--- GIVEN INFORMATION Enclosed Below ---

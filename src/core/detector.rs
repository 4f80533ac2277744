//! Response detection for a single click.
//!
//! One detection cycle runs the state machine
//!
//! ```text
//! AwaitingBaseline ──▶ Polling ──┬──▶ Strong
//!                      ▲    │    ├──▶ WeakFallback
//!                      └────┘    └──▶ NoChange
//! ```
//!
//! Polling samples the region, compares it with the baseline and exits on
//! the first sample at or above the strong ratio. Otherwise it remembers the
//! largest ratio seen and, once the deadline has passed, falls back to that
//! sample if it reaches the weak ratio. The strong check always runs before
//! the deadline check, so a strong sample taken at or before the deadline
//! wins even when the deadline passes during that same iteration. Frames
//! stamped after the deadline never take part in classification.

use crate::capture::{CaptureError, Frame, FrameSource, Region};
use crate::config::{Config, ConfigError};
use crate::core::clock::Clock;
use crate::core::diff::{DiffEngine, DiffError};
use chrono::{DateTime, Utc};
use serde::{Deserialize, Serialize};
use std::time::Duration;
use tracing::{debug, trace, warn};

/// Validated detector parameters.
#[derive(Debug, Clone, Copy, PartialEq)]
pub struct DetectorSettings {
    strong_ratio: f64,
    weak_ratio: f64,
    timeout: Duration,
    deadline_offset: chrono::Duration,
    poll_interval: Duration,
    capture_retries: u32,
    capture_retry_delay: Duration,
}

impl DetectorSettings {
    /// Build settings from a configuration, rejecting unusable values.
    pub fn from_config(config: &Config) -> Result<Self, ConfigError> {
        config.validate()?;
        let deadline_offset = chrono::Duration::from_std(config.timeout)
            .map_err(|_| ConfigError::Invalid("timeout is too large".into()))?;

        Ok(Self {
            strong_ratio: config.strong_ratio,
            weak_ratio: config.weak_ratio,
            timeout: config.timeout,
            deadline_offset,
            poll_interval: config.poll_interval,
            capture_retries: config.capture_retries,
            capture_retry_delay: config.capture_retry_delay,
        })
    }

    pub fn strong_ratio(&self) -> f64 {
        self.strong_ratio
    }

    pub fn weak_ratio(&self) -> f64 {
        self.weak_ratio
    }

    pub fn timeout(&self) -> Duration {
        self.timeout
    }

    pub fn poll_interval(&self) -> Duration {
        self.poll_interval
    }

    pub fn capture_retries(&self) -> u32 {
        self.capture_retries
    }
}

/// One comparison against the baseline.
#[derive(Debug, Clone, Copy, PartialEq, Serialize, Deserialize)]
pub struct ChangeSample {
    pub timestamp: DateTime<Utc>,
    pub ratio: f64,
}

/// Classification of one detection cycle.
#[derive(Debug, Clone, Copy, PartialEq, Serialize, Deserialize)]
#[serde(tag = "kind", rename_all = "snake_case")]
pub enum Outcome {
    /// A sample reached the strong ratio at `t2`
    Strong {
        t1: DateTime<Utc>,
        t2: DateTime<Utc>,
        ratio: f64,
    },
    /// No strong sample before the deadline; the largest weak one is reported
    WeakFallback {
        t1: DateTime<Utc>,
        t_best: DateTime<Utc>,
        best_ratio: f64,
    },
    /// Nothing reached the weak ratio before the deadline
    NoChange { t1: DateTime<Utc> },
}

impl Outcome {
    /// Click time.
    pub fn t1(&self) -> DateTime<Utc> {
        match self {
            Outcome::Strong { t1, .. }
            | Outcome::WeakFallback { t1, .. }
            | Outcome::NoChange { t1 } => *t1,
        }
    }

    /// Time of the reported change, if any.
    pub fn response_time(&self) -> Option<DateTime<Utc>> {
        match self {
            Outcome::Strong { t2, .. } => Some(*t2),
            Outcome::WeakFallback { t_best, .. } => Some(*t_best),
            Outcome::NoChange { .. } => None,
        }
    }

    /// Measured ratio, if any.
    pub fn ratio(&self) -> Option<f64> {
        match self {
            Outcome::Strong { ratio, .. } => Some(*ratio),
            Outcome::WeakFallback { best_ratio, .. } => Some(*best_ratio),
            Outcome::NoChange { .. } => None,
        }
    }

    /// Click-to-change latency in milliseconds.
    pub fn latency_ms(&self) -> Option<f64> {
        self.response_time().map(|t| millis_between(self.t1(), t))
    }

    pub fn is_strong(&self) -> bool {
        matches!(self, Outcome::Strong { .. })
    }
}

/// Signed milliseconds from `start` to `end`, with microsecond precision.
pub fn millis_between(start: DateTime<Utc>, end: DateTime<Utc>) -> f64 {
    let delta = end - start;
    match delta.num_microseconds() {
        Some(us) => us as f64 / 1000.0,
        None => delta.num_milliseconds() as f64,
    }
}

/// Result of a finished cycle.
#[derive(Debug, Clone)]
pub struct Detection {
    pub outcome: Outcome,
    /// Last frame compared; for a strong outcome this is the post-response frame
    pub final_frame: Option<Frame>,
    /// Number of frames compared against the baseline
    pub samples: u32,
}

/// Errors that abort a cycle.
#[derive(Debug, Clone, PartialEq)]
pub enum DetectError {
    Capture(CaptureError),
    Diff(DiffError),
}

impl std::fmt::Display for DetectError {
    fn fmt(&self, f: &mut std::fmt::Formatter<'_>) -> std::fmt::Result {
        match self {
            DetectError::Capture(e) => write!(f, "{e}"),
            DetectError::Diff(e) => write!(f, "{e}"),
        }
    }
}

impl std::error::Error for DetectError {}

impl From<CaptureError> for DetectError {
    fn from(e: CaptureError) -> Self {
        DetectError::Capture(e)
    }
}

impl From<DiffError> for DetectError {
    fn from(e: DiffError) -> Self {
        DetectError::Diff(e)
    }
}

/// Runs detection cycles. Holds no per-cycle state, so one detector can
/// serve any number of consecutive cycles.
#[derive(Debug, Clone)]
pub struct ResponseDetector {
    settings: DetectorSettings,
    diff: DiffEngine,
}

impl ResponseDetector {
    pub fn new(settings: DetectorSettings, diff: DiffEngine) -> Self {
        Self { settings, diff }
    }

    pub fn settings(&self) -> &DetectorSettings {
        &self.settings
    }

    /// Run one cycle for a click at `t1`.
    ///
    /// When `baseline` is `None` it is captured first; otherwise the given
    /// frame is used as the cycle's baseline.
    pub fn detect<F, C>(
        &self,
        frames: &mut F,
        clock: &C,
        region: &Region,
        t1: DateTime<Utc>,
        baseline: Option<Frame>,
    ) -> Result<Detection, DetectError>
    where
        F: FrameSource + ?Sized,
        C: Clock + ?Sized,
    {
        let mut cycle = Cycle {
            settings: &self.settings,
            diff: &self.diff,
            region,
            t1,
            deadline: t1 + self.settings.deadline_offset,
            samples: 0,
            phase: Phase::AwaitingBaseline { preset: baseline },
        };

        let (outcome, last) = loop {
            match std::mem::replace(&mut cycle.phase, Phase::AwaitingBaseline { preset: None }) {
                Phase::Finished { outcome, last } => break (outcome, last),
                phase => {
                    cycle.phase = phase;
                    cycle.step(frames, clock)?;
                }
            }
        };

        debug!(?outcome, samples = cycle.samples, "detection cycle finished");
        Ok(Detection {
            outcome,
            final_frame: last,
            samples: cycle.samples,
        })
    }
}

enum Phase {
    AwaitingBaseline {
        preset: Option<Frame>,
    },
    Polling {
        baseline: Frame,
        best: Option<ChangeSample>,
        last: Option<Frame>,
    },
    Finished {
        outcome: Outcome,
        last: Option<Frame>,
    },
}

struct Cycle<'a> {
    settings: &'a DetectorSettings,
    diff: &'a DiffEngine,
    region: &'a Region,
    t1: DateTime<Utc>,
    deadline: DateTime<Utc>,
    samples: u32,
    phase: Phase,
}

impl Cycle<'_> {
    fn step<F, C>(&mut self, frames: &mut F, clock: &C) -> Result<(), DetectError>
    where
        F: FrameSource + ?Sized,
        C: Clock + ?Sized,
    {
        let phase = std::mem::replace(&mut self.phase, Phase::AwaitingBaseline { preset: None });

        self.phase = match phase {
            Phase::AwaitingBaseline { preset } => {
                let baseline = match preset {
                    Some(frame) => frame,
                    None => self.capture(frames, clock)?,
                };
                debug!(t1 = %self.t1, deadline = %self.deadline, "baseline ready, polling");
                Phase::Polling {
                    baseline,
                    best: None,
                    last: None,
                }
            }

            Phase::Polling {
                baseline,
                mut best,
                last,
            } => {
                let frame = self.capture(frames, clock)?;
                let sampled_at = frame.captured_at();

                if sampled_at > self.deadline {
                    trace!(%sampled_at, "sample taken after deadline, ignored");
                    Phase::Finished {
                        outcome: self.fallback(best),
                        last,
                    }
                } else {
                    let ratio = self.diff.ratio(&baseline, &frame)?;
                    self.samples += 1;
                    trace!(ratio, %sampled_at, "sample");

                    if ratio >= self.settings.strong_ratio {
                        Phase::Finished {
                            outcome: Outcome::Strong {
                                t1: self.t1,
                                t2: sampled_at,
                                ratio,
                            },
                            last: Some(frame),
                        }
                    } else {
                        if best.map_or(true, |b| ratio > b.ratio) {
                            best = Some(ChangeSample {
                                timestamp: sampled_at,
                                ratio,
                            });
                        }

                        if clock.now() > self.deadline {
                            Phase::Finished {
                                outcome: self.fallback(best),
                                last: Some(frame),
                            }
                        } else {
                            clock.sleep(self.settings.poll_interval);
                            Phase::Polling {
                                baseline,
                                best,
                                last: Some(frame),
                            }
                        }
                    }
                }
            }

            finished @ Phase::Finished { .. } => finished,
        };

        Ok(())
    }

    fn fallback(&self, best: Option<ChangeSample>) -> Outcome {
        match best {
            Some(sample) if sample.ratio >= self.settings.weak_ratio => Outcome::WeakFallback {
                t1: self.t1,
                t_best: sample.timestamp,
                best_ratio: sample.ratio,
            },
            _ => Outcome::NoChange { t1: self.t1 },
        }
    }

    /// Capture with the bounded retry policy for transient backend errors.
    fn capture<F, C>(&self, frames: &mut F, clock: &C) -> Result<Frame, CaptureError>
    where
        F: FrameSource + ?Sized,
        C: Clock + ?Sized,
    {
        let mut attempt = 0;
        loop {
            match frames.capture(self.region) {
                Ok(frame) => return Ok(frame),
                Err(e) if e.is_transient() && attempt < self.settings.capture_retries => {
                    attempt += 1;
                    warn!(attempt, error = %e, "capture failed, retrying");
                    clock.sleep(self.settings.capture_retry_delay);
                }
                Err(e) => return Err(e),
            }
        }
    }
}
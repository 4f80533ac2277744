//! Click Latency - measure the time from a mouse click to the first
//! visible change in a chosen screen region.
//!
//! A global input hook timestamps each left-button press (`t1`). The
//! region is then sampled at a fixed interval and every frame is compared
//! to a baseline taken at the click. The first frame whose changed-pixel
//! ratio reaches the strong threshold gives `t2`; if none does before the
//! timeout, the largest change above the weak threshold is reported as a
//! fallback.
//!
//! # Architecture
//!
//! ```text
//! ┌─────────────────────────────────────────────────────────────┐
//! │                        Click Latency                         │
//! ├─────────────────────────────────────────────────────────────┤
//! │  ┌─────────────┐   ┌─────────────┐   ┌─────────────┐       │
//! │  │  Collector  │──▶│   Session   │──▶│  Detector   │       │
//! │  │ (input hook)│   │  (mailbox)  │   │ (per click) │       │
//! │  └─────────────┘   └─────────────┘   └─────────────┘       │
//! │                           │                 │               │
//! │                           ▼                 ▼               │
//! │                    ┌─────────────┐   ┌─────────────┐       │
//! │                    │   Report    │   │   Capture   │       │
//! │                    │  + Stats    │   │   + Diff    │       │
//! │                    └─────────────┘   └─────────────┘       │
//! └─────────────────────────────────────────────────────────────┘
//! ```
//!
//! # Example
//!
//! ```no_run
//! use click_latency::{
//!     capture::{Region, ScreenFrameSource},
//!     collector::{CollectorConfig, HookClickSource},
//!     core::{ConsoleSink, DetectorSettings, DiffEngine, Mode, ResponseDetector, Session, SystemClock},
//!     Config,
//! };
//!
//! let config = Config::default();
//! let settings = DetectorSettings::from_config(&config).expect("valid config");
//! let detector = ResponseDetector::new(settings, DiffEngine::new(config.change_threshold));
//!
//! let mut session = Session::new(
//!     Mode::Once,
//!     Region::new(100, 100, 320, 240),
//!     detector,
//!     ScreenFrameSource::new(),
//!     HookClickSource::new(CollectorConfig::default()),
//!     SystemClock,
//! );
//! let mut sink = ConsoleSink::stdout(config.timeout);
//! let summary = session.run(&mut sink).expect("session failed");
//! println!("{} cycle(s)", summary.outcomes.len());
//! ```

pub mod capture;
pub mod collector;
pub mod config;
pub mod core;
pub mod select;
pub mod stats;

// Re-export key types at crate root for convenience
pub use capture::{CaptureError, Frame, FrameSource, Region, ScreenFrameSource};
pub use collector::{ClickSource, Collector, CollectorConfig, CollectorError, HookClickSource};
pub use config::{Config, ConfigError};
pub use core::{
    DetectError, DiffEngine, Mode, Outcome, ResponseDetector, Session, SessionError,
    SessionSummary, StopSignal,
};
pub use select::{DragSelector, SelectionError};
pub use stats::{LatencyStats, LatencySummary};

/// Library version.
pub const VERSION: &str = env!("CARGO_PKG_VERSION");

/// Permissions notice that can be displayed to users.
pub const PERMISSIONS_NOTICE: &str = r#"
╔══════════════════════════════════════════════════════════════════╗
║              CLICK LATENCY - PERMISSIONS AND DATA USE            ║
╠══════════════════════════════════════════════════════════════════╣
║                                                                  ║
║  This tool needs two operating system permissions:               ║
║                                                                  ║
║  ✓ INPUT MONITORING                                              ║
║    • To timestamp mouse button presses anywhere on screen        ║
║    • To notice the stop key in continuous mode                   ║
║                                                                  ║
║  ✓ SCREEN RECORDING                                              ║
║    • To sample the selected region after each click              ║
║                                                                  ║
║  ✗ WHAT IS NEVER KEPT:                                           ║
║    • Screen images (frames are compared, then discarded)         ║
║    • Typed text (only the stop key is recognised)                ║
║                                                                  ║
║  On macOS grant both in System Settings → Privacy & Security.    ║
║                                                                  ║
║  Check the current state anytime with:                           ║
║    click-latency status                                          ║
║                                                                  ║
╚══════════════════════════════════════════════════════════════════╝
"#;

--- End of Enclosed GIVEN INFORMATION ---

WORK TO COMPLETE :: Retype only the lines above between the line with "pub mod collector;" and the line with "LATENCY - PERMISSIONS", counting those two lines as well, and keep every character as it is.

ANSWER SPACE ::
pub mod collector;
pub mod config;
pub mod core;
pub mod select;
pub mod stats;

// Re-export key types at crate root for convenience
pub use capture::{CaptureError, Frame, FrameSource, Region, ScreenFrameSource};
pub use collector::{ClickSource, Collector, CollectorConfig, CollectorError, HookClickSource};
pub use config::{Config, ConfigError};
pub use core::{
    DetectError, DiffEngine, Mode, Outcome, ResponseDetector, Session, SessionError,
    SessionSummary, StopSignal,
};
pub use select::{DragSelector, SelectionError};
pub use stats::{LatencyStats, LatencySummary};

/// Library version.
pub const VERSION: &str = env!("CARGO_PKG_VERSION");

/// Permissions notice that can be displayed to users.
pub const PERMISSIONS_NOTICE: &str = r#"
╔══════════════════════════════════════════════════════════════════╗
║              CLICK LATENCY - PERMISSIONS AND DATA USE            ║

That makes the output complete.